**PROBLEM REQUIREMENTS:** Please write out word for word the opening lines of the material, including the line with "pub fn init_logging(filter: Option<&str>)" as the last.

**RECORD SET:**
┄┄┄┄┄┄┄┄┄┄┄┄┄┄┄┄┄┄┄┄

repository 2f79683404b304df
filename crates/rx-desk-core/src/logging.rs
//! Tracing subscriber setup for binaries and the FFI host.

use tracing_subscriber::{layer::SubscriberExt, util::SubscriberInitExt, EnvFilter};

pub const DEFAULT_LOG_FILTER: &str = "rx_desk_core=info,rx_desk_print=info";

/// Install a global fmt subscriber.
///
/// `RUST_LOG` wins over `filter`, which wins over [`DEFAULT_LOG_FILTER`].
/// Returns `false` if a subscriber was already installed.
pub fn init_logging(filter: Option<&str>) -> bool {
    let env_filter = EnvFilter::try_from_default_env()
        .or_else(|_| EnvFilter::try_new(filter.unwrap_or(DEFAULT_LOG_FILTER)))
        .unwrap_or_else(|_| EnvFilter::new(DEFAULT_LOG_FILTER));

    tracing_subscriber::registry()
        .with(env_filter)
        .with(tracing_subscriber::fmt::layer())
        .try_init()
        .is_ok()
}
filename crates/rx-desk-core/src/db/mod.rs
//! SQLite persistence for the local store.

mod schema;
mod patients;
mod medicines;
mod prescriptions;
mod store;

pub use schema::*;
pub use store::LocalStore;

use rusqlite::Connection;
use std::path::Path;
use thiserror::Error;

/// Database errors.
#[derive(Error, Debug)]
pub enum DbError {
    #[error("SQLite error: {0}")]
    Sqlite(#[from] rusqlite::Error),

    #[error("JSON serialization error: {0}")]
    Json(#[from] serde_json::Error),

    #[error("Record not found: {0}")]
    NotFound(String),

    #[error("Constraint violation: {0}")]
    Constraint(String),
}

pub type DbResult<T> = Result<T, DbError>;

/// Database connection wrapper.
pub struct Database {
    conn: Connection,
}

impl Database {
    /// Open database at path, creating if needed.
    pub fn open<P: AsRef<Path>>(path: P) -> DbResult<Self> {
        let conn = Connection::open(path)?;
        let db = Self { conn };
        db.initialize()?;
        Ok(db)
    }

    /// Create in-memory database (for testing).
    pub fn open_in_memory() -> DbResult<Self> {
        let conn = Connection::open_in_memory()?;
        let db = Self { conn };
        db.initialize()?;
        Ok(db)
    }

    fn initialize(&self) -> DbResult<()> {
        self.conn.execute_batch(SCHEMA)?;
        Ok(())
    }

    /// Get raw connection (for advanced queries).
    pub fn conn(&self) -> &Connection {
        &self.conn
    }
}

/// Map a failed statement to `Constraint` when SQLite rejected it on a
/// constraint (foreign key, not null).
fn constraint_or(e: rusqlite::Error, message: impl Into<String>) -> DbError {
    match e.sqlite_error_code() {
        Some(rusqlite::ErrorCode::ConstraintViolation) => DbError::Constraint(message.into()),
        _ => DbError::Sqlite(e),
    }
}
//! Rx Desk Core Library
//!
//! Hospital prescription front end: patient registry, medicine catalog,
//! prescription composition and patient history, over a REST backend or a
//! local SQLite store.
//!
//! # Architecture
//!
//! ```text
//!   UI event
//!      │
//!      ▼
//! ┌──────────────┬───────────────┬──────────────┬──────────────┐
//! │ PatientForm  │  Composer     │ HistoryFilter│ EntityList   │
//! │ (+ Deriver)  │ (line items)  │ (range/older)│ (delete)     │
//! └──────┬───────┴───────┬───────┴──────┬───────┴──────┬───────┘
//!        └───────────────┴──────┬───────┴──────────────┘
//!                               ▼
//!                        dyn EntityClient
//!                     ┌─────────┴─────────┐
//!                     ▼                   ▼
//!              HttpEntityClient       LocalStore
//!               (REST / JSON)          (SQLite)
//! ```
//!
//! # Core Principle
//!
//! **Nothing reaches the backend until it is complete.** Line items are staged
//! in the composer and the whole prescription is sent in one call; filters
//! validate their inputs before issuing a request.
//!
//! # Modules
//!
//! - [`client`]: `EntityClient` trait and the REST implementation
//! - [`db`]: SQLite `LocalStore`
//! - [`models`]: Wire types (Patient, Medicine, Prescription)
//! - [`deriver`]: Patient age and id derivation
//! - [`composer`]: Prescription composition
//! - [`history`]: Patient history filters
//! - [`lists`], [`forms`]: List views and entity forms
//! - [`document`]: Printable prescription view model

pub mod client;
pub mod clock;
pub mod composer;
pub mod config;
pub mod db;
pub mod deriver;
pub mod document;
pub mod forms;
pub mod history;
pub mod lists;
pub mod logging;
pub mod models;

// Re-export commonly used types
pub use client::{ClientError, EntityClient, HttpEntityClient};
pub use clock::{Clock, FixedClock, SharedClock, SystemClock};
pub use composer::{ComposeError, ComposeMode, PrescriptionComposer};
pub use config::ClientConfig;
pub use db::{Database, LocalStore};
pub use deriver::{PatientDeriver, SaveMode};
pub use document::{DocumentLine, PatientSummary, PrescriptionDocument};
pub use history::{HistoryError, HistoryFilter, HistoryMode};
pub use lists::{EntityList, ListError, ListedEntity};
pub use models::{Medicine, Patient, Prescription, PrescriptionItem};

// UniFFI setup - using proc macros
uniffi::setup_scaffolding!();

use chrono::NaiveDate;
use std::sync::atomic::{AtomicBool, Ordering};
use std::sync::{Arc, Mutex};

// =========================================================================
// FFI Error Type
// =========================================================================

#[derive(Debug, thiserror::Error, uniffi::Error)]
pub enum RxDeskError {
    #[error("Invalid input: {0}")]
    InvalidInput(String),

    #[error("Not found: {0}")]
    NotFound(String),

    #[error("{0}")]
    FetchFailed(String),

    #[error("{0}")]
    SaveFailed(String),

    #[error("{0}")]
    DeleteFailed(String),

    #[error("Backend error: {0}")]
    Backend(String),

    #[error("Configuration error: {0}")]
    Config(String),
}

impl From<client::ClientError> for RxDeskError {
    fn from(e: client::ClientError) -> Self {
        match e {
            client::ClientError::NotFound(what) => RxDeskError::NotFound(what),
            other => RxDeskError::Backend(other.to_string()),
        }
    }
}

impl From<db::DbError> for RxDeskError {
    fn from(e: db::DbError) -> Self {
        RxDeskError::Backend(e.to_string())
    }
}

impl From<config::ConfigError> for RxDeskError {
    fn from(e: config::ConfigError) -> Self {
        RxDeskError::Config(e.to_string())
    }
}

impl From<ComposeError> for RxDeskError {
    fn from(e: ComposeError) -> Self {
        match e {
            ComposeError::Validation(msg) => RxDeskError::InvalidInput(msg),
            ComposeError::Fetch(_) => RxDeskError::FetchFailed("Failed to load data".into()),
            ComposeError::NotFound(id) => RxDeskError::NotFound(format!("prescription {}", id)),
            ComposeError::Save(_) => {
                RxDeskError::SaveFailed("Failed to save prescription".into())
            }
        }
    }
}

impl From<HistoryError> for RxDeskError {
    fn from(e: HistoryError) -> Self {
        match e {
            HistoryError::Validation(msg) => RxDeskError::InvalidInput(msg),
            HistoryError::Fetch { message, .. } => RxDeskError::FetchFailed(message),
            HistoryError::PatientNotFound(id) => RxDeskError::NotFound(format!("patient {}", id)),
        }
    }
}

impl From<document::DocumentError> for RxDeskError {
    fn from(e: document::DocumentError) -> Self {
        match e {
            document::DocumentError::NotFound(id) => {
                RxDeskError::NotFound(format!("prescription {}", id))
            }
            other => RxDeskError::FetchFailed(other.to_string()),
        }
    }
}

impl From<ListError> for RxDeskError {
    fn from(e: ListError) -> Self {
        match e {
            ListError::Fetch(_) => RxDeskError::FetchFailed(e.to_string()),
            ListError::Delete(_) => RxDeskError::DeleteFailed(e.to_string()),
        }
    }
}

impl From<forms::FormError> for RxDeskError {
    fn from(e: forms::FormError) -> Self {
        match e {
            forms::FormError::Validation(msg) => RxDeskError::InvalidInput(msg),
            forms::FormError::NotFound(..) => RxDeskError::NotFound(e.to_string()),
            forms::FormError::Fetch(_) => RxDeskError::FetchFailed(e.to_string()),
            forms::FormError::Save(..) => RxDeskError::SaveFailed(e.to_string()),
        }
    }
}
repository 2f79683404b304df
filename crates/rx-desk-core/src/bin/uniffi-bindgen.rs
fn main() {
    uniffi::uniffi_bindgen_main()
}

┄┄┄┄┄┄┄┄┄┄┄┄┄┄┄┄┄┄┄┄

**EXERCISE RESULT:**
repository 2f79683404b304df
filename crates/rx-desk-core/src/logging.rs
//! Tracing subscriber setup for binaries and the FFI host.

use tracing_subscriber::{layer::SubscriberExt, util::SubscriberInitExt, EnvFilter};

pub const DEFAULT_LOG_FILTER: &str = "rx_desk_core=info,rx_desk_print=info";

/// Install a global fmt subscriber.
///
/// `RUST_LOG` wins over `filter`, which wins over [`DEFAULT_LOG_FILTER`].
/// Returns `false` if a subscriber was already installed.
pub fn init_logging(filter: Option<&str>) -> bool {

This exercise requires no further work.